By Kris Satkunas, Director of Strategic Consulting, LexisNexis CounselLink

The 2019 CounselLink Enterprise Legal Management Trends Report is the seventh installment of our annual analysis of charges billed by outside counsel. This year, the data is the result of analyzing over $33 billion in legal spending – nearly 7 million invoices and approximately 1.7 million matters processed through our cloud-based legal management platform. The findings were telling for law firms big and small, and we derived several major metrics that will influence the decisions of law departments in the coming year.

Consolidation Has Resulted in a Bigger Share of Wallet for the Largest Firms

Hourly billing rates are increasing across the board for firms of all sizes. However, the roughly “largest 50” firms (those with 750-plus lawyers) have widened the gap relative to rates paid to firms with 501 to 750 lawyers. The largest law firms have realized rates 53% higher than the next tier of firms. (In 2017, our data showed a 45% gap, and in 2016, a 40% gap in rates between these 2 tiers of firms.)

The root cause of the widening gap is not what one might expect, i.e. it’s not the result of the largest firms increasing rates more than those of the next tier of firms. Rather, the gap is being caused by an increasing dominance of the largest firms handling high-end work. The areas where the largest firms dominate the work – Mergers and Acquisitions (74% of this work handled by the “largest 50” firms, Finance, Loans and Investments (58% of work handled by “largest 50” firms), Corporate, General, Tax (55% of work handled by “largest 50” firms) and Regulatory and Compliance (52% of work handled by “largest 50” firms) – coincidentally have the highest average partner rates of all practice areas measured.

The legal industry has witnessed the consolidation of work among firms as in-house legal teams seek to gain broader, deeper relationships with trusted advisors and to leverage greater volumes of work for better prices. Based on CounselLink data, that consolidation has benefited the largest law firms. In prior reports, data suggested some shift of high-end work to the second largest tier of firms, but most recently, it is the largest firms reaping the benefits of consolidation trends.

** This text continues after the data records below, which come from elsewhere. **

//! This module renders a [PropertyDefinitionQuery] into a postgres query.
//!
//! Every predicate is rendered into a [Fragment]: a sequence of static sql text and bound
//! values. Sql text can only come from `&'static str`, so caller input always ends up as a
//! bound parameter.

use sqlx::{PgPool, Postgres, QueryBuilder};

use super::{PropertyDefinitionRow, PropertyDefinitionStorageErr};
use crate::domain::{
    models::PropertyDefinition,
    query::{
        Direction, Nulls, OrderColumn, OrderTerm, Predicate, PropertyDefinitionQuery, SearchField,
    },
};

#[cfg(test)]
mod tests;

static SELECT_CLAUSE: &str = r#"SELECT id, team_id, name, is_numerical, query_usage_30_day, property_type, "#;

static FROM_CLAUSE: &str = r#" AS is_event_property FROM posthog_propertydefinition"#;

static EVENT_PROPERTY_PREFIX: &str = r#"(SELECT count(1) > 0 FROM posthog_eventproperty WHERE posthog_eventproperty.team_id = posthog_propertydefinition.team_id AND posthog_eventproperty.event = ANY("#;

static EVENT_PROPERTY_SUFFIX: &str =
    r#") AND posthog_eventproperty.property = posthog_propertydefinition.name)"#;

static NUMERICAL_FILTER: &str =
    r#"is_numerical = true AND name NOT IN ('distinct_id', 'timestamp')"#;

/// A value which is sent to postgres as a bound parameter
#[derive(Debug, Clone, PartialEq)]
enum Bind {
    Int(i64),
    Bool(bool),
    Text(String),
    TextList(Vec<String>),
}

#[derive(Debug, Clone, PartialEq)]
enum Segment {
    Sql(&'static str),
    Bind(Bind),
}

/// A piece of sql which owns the values bound inside of it
#[derive(Debug, Clone, Default, PartialEq)]
struct Fragment {
    segments: Vec<Segment>,
}

impl Fragment {
    fn sql(mut self, sql: &'static str) -> Self {
        self.segments.push(Segment::Sql(sql));
        self
    }

    fn bind(mut self, value: Bind) -> Self {
        self.segments.push(Segment::Bind(value));
        self
    }

    #[cfg(test)]
    fn binds(&self) -> Vec<&Bind> {
        self.segments
            .iter()
            .filter_map(|segment| match segment {
                Segment::Bind(bind) => Some(bind),
                Segment::Sql(_) => None,
            })
            .collect()
    }

    fn push_into(self, builder: &mut QueryBuilder<'_, Postgres>) {
        for segment in self.segments {
            match segment {
                Segment::Sql(sql) => {
                    builder.push(sql);
                }
                Segment::Bind(Bind::Int(value)) => {
                    builder.push_bind(value);
                }
                Segment::Bind(Bind::Bool(value)) => {
                    builder.push_bind(value);
                }
                Segment::Bind(Bind::Text(value)) => {
                    builder.push_bind(value);
                }
                Segment::Bind(Bind::TextList(value)) => {
                    builder.push_bind(value);
                }
            }
        }
    }
}

/// The derived `is_event_property` column.
/// Without event names this is a typed null so the row still decodes as an optional bool.
fn event_property_column(event_names: Option<Vec<String>>) -> Fragment {
    match event_names {
        Some(event_names) => Fragment::default()
            .sql(EVENT_PROPERTY_PREFIX)
            .bind(Bind::TextList(event_names))
            .sql(EVENT_PROPERTY_SUFFIX),
        None => Fragment::default().sql("NULL::boolean"),
    }
}

fn search_field_column(field: SearchField) -> &'static str {
    match field {
        SearchField::Name => "name",
    }
}

fn search_fragment(fields: &[SearchField], terms: Vec<String>) -> Fragment {
    terms
        .into_iter()
        .enumerate()
        .fold(Fragment::default(), |fragment, (term_idx, term)| {
            let fragment = if term_idx > 0 {
                fragment.sql(" AND (")
            } else {
                fragment.sql("(")
            };

            fields
                .iter()
                .enumerate()
                .fold(fragment, |fragment, (field_idx, field)| {
                    let fragment = if field_idx > 0 {
                        fragment.sql(" OR ")
                    } else {
                        fragment
                    };
                    fragment
                        .sql(search_field_column(*field))
                        .sql(" ILIKE ")
                        .bind(Bind::Text(format!("%{term}%")))
                })
                .sql(")")
        })
}

fn predicate_fragment(predicate: Predicate, event_property: &Fragment) -> Fragment {
    match predicate {
        Predicate::Team(team_id) => Fragment::default()
            .sql("team_id = ")
            .bind(Bind::Int(team_id)),
        Predicate::NameNotIn(names) => Fragment::default()
            .sql("name <> ALL(")
            .bind(Bind::TextList(names))
            .sql(")"),
        Predicate::NameIn(names) => Fragment::default()
            .sql("name = ANY(")
            .bind(Bind::TextList(names))
            .sql(")"),
        Predicate::NumericalOnly => Fragment::default().sql(NUMERICAL_FILTER),
        Predicate::EventPropertyIs(value) => event_property
            .clone()
            .sql(" = ")
            .bind(Bind::Bool(value)),
        Predicate::Search { fields, terms } => search_fragment(fields, terms),
    }
}

fn order_term_sql(term: OrderTerm) -> [&'static str; 3] {
    let column = match term.column {
        OrderColumn::IsEventProperty => "is_event_property",
        OrderColumn::QueryUsage30Day => "query_usage_30_day",
        OrderColumn::Name => "name",
    };
    let direction = match term.direction {
        Direction::Asc => " ASC",
        Direction::Desc => " DESC",
    };
    let nulls = match term.nulls {
        Some(Nulls::First) => " NULLS FIRST",
        Some(Nulls::Last) => " NULLS LAST",
        None => "",
    };
    [column, direction, nulls]
}

fn build_query(query: PropertyDefinitionQuery) -> QueryBuilder<'static, Postgres> {
    let PropertyDefinitionQuery {
        event_names,
        predicates,
        order_by,
        page,
    } = query;

    let event_property = event_property_column(event_names);

    let mut builder = QueryBuilder::new(SELECT_CLAUSE);
    event_property.clone().push_into(&mut builder);
    builder.push(FROM_CLAUSE);

    for (idx, predicate) in predicates.into_iter().enumerate() {
        builder.push(if idx == 0 { " WHERE (" } else { " AND (" });
        predicate_fragment(predicate, &event_property).push_into(&mut builder);
        builder.push(")");
    }

    for (idx, term) in order_by.terms().iter().enumerate() {
        builder.push(if idx == 0 { " ORDER BY " } else { ", " });
        for sql in order_term_sql(*term) {
            builder.push(sql);
        }
    }

    if let Some(limit) = page.limit {
        builder.push(" LIMIT ").push_bind(i64::from(limit));
    }
    if let Some(offset) = page.offset {
        builder.push(" OFFSET ").push_bind(i64::from(offset));
    }

    builder
}

pub(super) async fn dynamic_list_property_definitions(
    db: &PgPool,
    query: PropertyDefinitionQuery,
) -> Result<Vec<PropertyDefinition>, PropertyDefinitionStorageErr> {
    let rows = build_query(query)
        .build_query_as::<PropertyDefinitionRow>()
        .fetch_all(db)
        .await?;

    rows.into_iter().map(PropertyDefinition::try_from).collect()
}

Savvy legal department leaders who have successfully consolidated work should carefully monitor prices being paid to their preferred providers to ensure that increased volume has in fact been paired with preferential pricing arrangements.

Use of Alternative Fee Arrangements (AFAs) Has Increased

AFAs were used in 12.2% of matters in the 12 months of data ending April 30, 2019 — a solid uptick compared to the 10% level the metric has hovered around for the last few years. Based on this year’s results, more departments are finally recognizing the benefit of the predictability AFAs provide around what they’re going to spend on a matter, as well as cost management.

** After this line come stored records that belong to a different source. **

use std::collections::HashMap;

use axum::{
    Router,
    body::Body,
    http::{Request, StatusCode, header},
};
use http_body_util::BodyExt;
use serde_json::json;
use tower::util::ServiceExt;
use uuid::Uuid;

use crate::{
    domain::{
        models::{PropertyDefinition, PropertyType},
        ports::{MockPropertyDefinitionRepo, MockPropertyTagRepo},
        query::Predicate,
        service::PropertyDefinitionServiceImpl,
    },
    inbound::axum_router::{PropertyDefinitionsRouterState, property_definitions_router},
};

fn revenue() -> PropertyDefinition {
    PropertyDefinition {
        id: Uuid::from_u128(4),
        team_id: 7,
        name: "revenue".to_string(),
        is_numerical: true,
        query_usage_30_day: Some(20),
        property_type: Some(PropertyType::Numeric),
        is_event_property: Some(true),
    }
}

fn router(repo: MockPropertyDefinitionRepo, tags: MockPropertyTagRepo) -> Router {
    property_definitions_router(PropertyDefinitionsRouterState::new(
        PropertyDefinitionServiceImpl::new(repo, tags),
    ))
}

fn untouched_router() -> Router {
    let mut repo = MockPropertyDefinitionRepo::new();
    repo.expect_list_property_definitions().never();
    repo.expect_get_property_definition().never();
    let mut tags = MockPropertyTagRepo::new();
    tags.expect_get_tags_for_definitions().never();
    router(repo, tags)
}

async fn send(router: Router, request: Request<Body>) -> (StatusCode, serde_json::Value) {
    let res = router.oneshot(request).await.unwrap();
    let status = res.status();
    let bytes = res.into_body().collect().await.unwrap().to_bytes();
    (status, serde_json::from_slice(bytes.as_ref()).unwrap())
}

#[tokio::test]
async fn it_should_list_definitions_with_tags() {
    let mut repo = MockPropertyDefinitionRepo::new();
    repo.expect_list_property_definitions()
        .times(1)
        .withf(|query| {
            assert_eq!(query.event_names, Some(vec!["purchase".to_string()]));
            assert!(query.predicates.contains(&Predicate::Team(7)));
            assert!(query.predicates.contains(&Predicate::NumericalOnly));
            assert_eq!(query.page.limit, Some(10));
            true
        })
        .returning(|_| Box::pin(async { Ok(vec![revenue()]) }));

    let mut tags = MockPropertyTagRepo::new();
    tags.expect_get_tags_for_definitions()
        .times(1)
        .returning(|_, _| {
            Box::pin(async { Ok(HashMap::from([(Uuid::from_u128(4), vec!["money".to_string()])])) })
        });

    let request = Request::builder()
        .uri("/api/projects/7/property_definitions?is_numerical=true&event_names=%5B%22purchase%22%5D&limit=10")
        .body(Body::empty())
        .unwrap();

    let (status, body) = send(router(repo, tags), request).await;
    assert_eq!(status, StatusCode::OK);
    assert_eq!(
        body,
        json!([{
            "id": "00000000-0000-0000-0000-000000000004",
            "name": "revenue",
            "is_numerical": true,
            "query_usage_30_day": 20,
            "property_type": "Numeric",
            "tags": ["money"],
            "is_event_property": true
        }])
    );
}

#[tokio::test]
async fn it_should_reject_malformed_event_names() {
    let request = Request::builder()
        .uri("/api/projects/7/property_definitions?event_names=login")
        .body(Body::empty())
        .unwrap();

    let (status, body) = send(untouched_router(), request).await;
    assert_eq!(status, StatusCode::BAD_REQUEST);
    assert_eq!(body["code"], "parse_error");
    assert!(
        body["message"]
            .as_str()
            .unwrap()
            .starts_with("event_names must be a JSON list of strings")
    );
}

#[tokio::test]
async fn it_should_return_not_found_for_other_teams_definition() {
    let mut repo = MockPropertyDefinitionRepo::new();
    repo.expect_get_property_definition()
        .times(1)
        .withf(|team_id, id| *team_id == 2 && *id == Uuid::from_u128(4))
        .returning(|_, _| Box::pin(async { Ok(None) }));
    let mut tags = MockPropertyTagRepo::new();
    tags.expect_get_tags_for_definitions().never();

    let request = Request::builder()
        .uri("/api/projects/2/property_definitions/00000000-0000-0000-0000-000000000004")
        .body(Body::empty())
        .unwrap();

    let (status, body) = send(router(repo, tags), request).await;
    assert_eq!(status, StatusCode::NOT_FOUND);
    assert_eq!(body["code"], "not_found");
}

#[tokio::test]
async fn it_should_retrieve_a_definition() {
    let mut repo = MockPropertyDefinitionRepo::new();
    repo.expect_get_property_definition()
        .times(1)
        .returning(|_, _| {
            Box::pin(async {
                Ok(Some(PropertyDefinition {
                    is_event_property: None,
                    ..revenue()
                }))
            })
        });
    let mut tags = MockPropertyTagRepo::new();
    tags.expect_get_tags_for_definitions()
        .times(1)
        .returning(|_, _| Box::pin(async { Ok(HashMap::new()) }));

    let request = Request::builder()
        .uri("/api/projects/7/property_definitions/00000000-0000-0000-0000-000000000004")
        .body(Body::empty())
        .unwrap();

    let (status, body) = send(router(repo, tags), request).await;
    assert_eq!(status, StatusCode::OK);
    assert_eq!(body["name"], "revenue");
    assert_eq!(body["tags"], json!([]));
    assert_eq!(body["is_event_property"], serde_json::Value::Null);
}

#[tokio::test]
async fn it_should_gate_updates_regardless_of_body() {
    for (method, body) in [
        ("PATCH", Body::from(r#"{"description":"hello"}"#)),
        ("PUT", Body::from("not json")),
        ("PATCH", Body::empty()),
    ] {
        let request = Request::builder()
            .method(method)
            .uri("/api/projects/7/property_definitions/00000000-0000-0000-0000-000000000099")
            .header(header::CONTENT_TYPE, "application/json")
            .body(body)
            .unwrap();

        let (status, body) = send(untouched_router(), request).await;
        assert_eq!(status, StatusCode::PAYMENT_REQUIRED);
        assert_eq!(body["code"], "payment_required");
    }
}

#[tokio::test]
async fn it_should_not_allow_creation() {
    let request = Request::builder()
        .method("POST")
        .uri("/api/projects/7/property_definitions")
        .header(header::CONTENT_TYPE, "application/json")
        .body(Body::from(r#"{"name":"new_property"}"#))
        .unwrap();

    let (status, body) = send(untouched_router(), request).await;
    assert_eq!(status, StatusCode::METHOD_NOT_ALLOWED);
    assert_eq!(body["code"], "method_not_allowed");
}

#[tokio::test]
async fn it_should_hide_storage_errors() {
    let mut repo = MockPropertyDefinitionRepo::new();
    repo.expect_list_property_definitions()
        .times(1)
        .returning(|_| Box::pin(async { Err(anyhow::anyhow!("connection refused")) }));
    let mut tags = MockPropertyTagRepo::new();
    tags.expect_get_tags_for_definitions().never();

    let request = Request::builder()
        .uri("/api/projects/7/property_definitions")
        .body(Body::empty())
        .unwrap();

    let (status, body) = send(router(repo, tags), request).await;
    assert_eq!(status, StatusCode::INTERNAL_SERVER_ERROR);
    assert_eq!(
        body,
        json!({
            "code": "internal_error",
            "message": "An internal server error has occurred"
        })
    );
}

The practice areas of Finance, Loans, and Investments and Employment and Labor saw the highest percentage of matters using AFAs. Employment and Labor practices were early adopters of AFAs, but the Finance, Loans, and Investments category saw a notable increase in recent years, with 28% of matters now billed under some form of alternative billing.

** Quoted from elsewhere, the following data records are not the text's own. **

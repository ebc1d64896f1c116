use std::{fmt::Display, str::FromStr};

use anyhow::Context;
use thiserror::Error;


/// The current environment the application is running in
#[derive(serde::Serialize, serde::Deserialize, Debug, Clone, Copy, PartialEq, Eq)]
#[serde(rename_all = "lowercase")]
pub enum Environment {
    /// Production environment
    Production,
    /// Dev and or staging environment
    Develop,
    /// The server is running on localhost
    Local,
}

/// Represents a value which cannot be converted into an [Environment]
#[derive(Debug, Error)]
#[error("Could not convert {0} into an environment value")]
pub struct UnknownValue(String);

impl FromStr for Environment {
    type Err = UnknownValue;

    fn from_str(environment: &str) -> Result<Self, UnknownValue> {
        match environment {
            "prod" => Ok(Environment::Production),
            "dev" => Ok(Environment::Develop),
            "local" => Ok(Environment::Local),
            s => Err(UnknownValue(s.to_string())),
        }
    }
}

impl Display for Environment {
    fn fmt(&self, f: &mut std::fmt::Formatter<'_>) -> std::fmt::Result {
        match self {
            Environment::Production => write!(f, "prod"),
            Environment::Develop => write!(f, "dev"),
            Environment::Local => write!(f, "local"),
        }
    }
}

impl Environment {
    /// read `ENVIRONMENT`, falling back to production when it is unset or unknown
    pub fn new_or_prod() -> Self {
        std::env::var("ENVIRONMENT")
            .ok()
            .and_then(|v| Environment::from_str(&v).ok())
            .unwrap_or(Environment::Production)
    }

    /// the default pool bounds for this environment
    pub fn pool_size(&self) -> (u32, u32) {
        match self {
            Environment::Production => (5, 30),
            Environment::Develop => (3, 20),
            Environment::Local => (3, 10),
        }
    }
}

/// Configuration parameters for the application.
#[derive(Debug)]
pub struct Config {
    /// The connection URL for the Postgres database holding the property definitions
    pub database_url: String,
    /// The port to listen for HTTP requests on.
    pub port: u16,
    /// The environment we are in
    pub environment: Environment,
    /// Minimum number of pooled database connections
    pub min_connections: u32,
    /// Maximum number of pooled database connections
    pub max_connections: u32,
}

fn optional_var<T>(name: &str) -> anyhow::Result<Option<T>>
where
    T: FromStr,
    T::Err: std::error::Error + Send + Sync + 'static,
{
    match std::env::var(name) {
        Ok(raw) => raw
            .parse::<T>()
            .map(Some)
            .with_context(|| format!("{name} could not be parsed")),
        Err(std::env::VarError::NotPresent) => Ok(None),
        Err(e) => Err(e).with_context(|| format!("{name} could not be read")),
    }
}

impl Config {
    pub fn from_env() -> anyhow::Result<Self> {
        let database_url =
            std::env::var("DATABASE_URL").context("DATABASE_URL must be provided")?;
        let port = optional_var::<u16>("PORT")?.unwrap_or(8080);
        let environment = Environment::new_or_prod();

        let (default_min, default_max) = environment.pool_size();
        let min_connections =
            optional_var::<u32>("DATABASE_MIN_CONNECTIONS")?.unwrap_or(default_min);
        let max_connections =
            optional_var::<u32>("DATABASE_MAX_CONNECTIONS")?.unwrap_or(default_max);

        anyhow::ensure!(
            min_connections <= max_connections,
            "DATABASE_MIN_CONNECTIONS ({min_connections}) exceeds DATABASE_MAX_CONNECTIONS ({max_connections})"
        );

        Ok(Config {
            database_url,
            port,
            environment,
            min_connections,
            max_connections,
        })
    }
}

For in-house attorneys interested in engaging in more alternative fee arrangements, it is best to explore such opportunities with firms with whom you have trusted relationships. Law departments that manage legal invoices with e-Billing solutions such as CounselLink should take advantage of the wealth of data captured by those solutions to analyze historic matter spending in order to establish thresholds and fixed fee amounts. And always keep in mind your over-arching objectives (efficiency, predictability, and cost savings) to prevent overly complicated billing arrangements.

Blended Hourly Rates Show Some Increases and Shifts in Volatility

Media attention is most often paid to individual lawyer rates. While individual rates are certainly important to manage, blended hourly rates of timekeepers across matters are more meaningful. Blended matter rates paint a more accurate picture of the effect of hourly rate changes and staffing decisions on legal work.

Rates across most practice areas are rising relative to years past, but the practice areas of Mergers and Acquisitions, IP/trademark, and Finance, Loans, and Investments saw the highest increases in blended hourly rates across timekeepers. It’s no surprise that Mergers and Acquisitions has the highest blended hourly rate given that this work traditionally results in a higher percentage of partner time, and legal departments often engage with white-shoe law firms that bill at higher rates. Accordingly, hourly rates for this practice area have a relatively low “volatility” score, meaning there is not material deviation in the blended rates paid for M&A matters in the industry.

Four practice areas have relatively high rate volatility scores:

  • Corporate, General, Tax
  • Regulatory and Compliance
  • Commercial and Contracts
  • Finance, Loans, and Investments

Legal departments should keep in mind that practice areas with higher volatility may have more opportunity for rate negotiation. E.g. while Corporate, General, Tax draws the second-highest median matter rate (second to Mergers and Acquisitions), it could be a practice area in which legal departments have more opportunity to request that law firms find ways to manage down costs.

Kris Satkunas is Director of Strategic Consulting of LexisNexis CounselLink.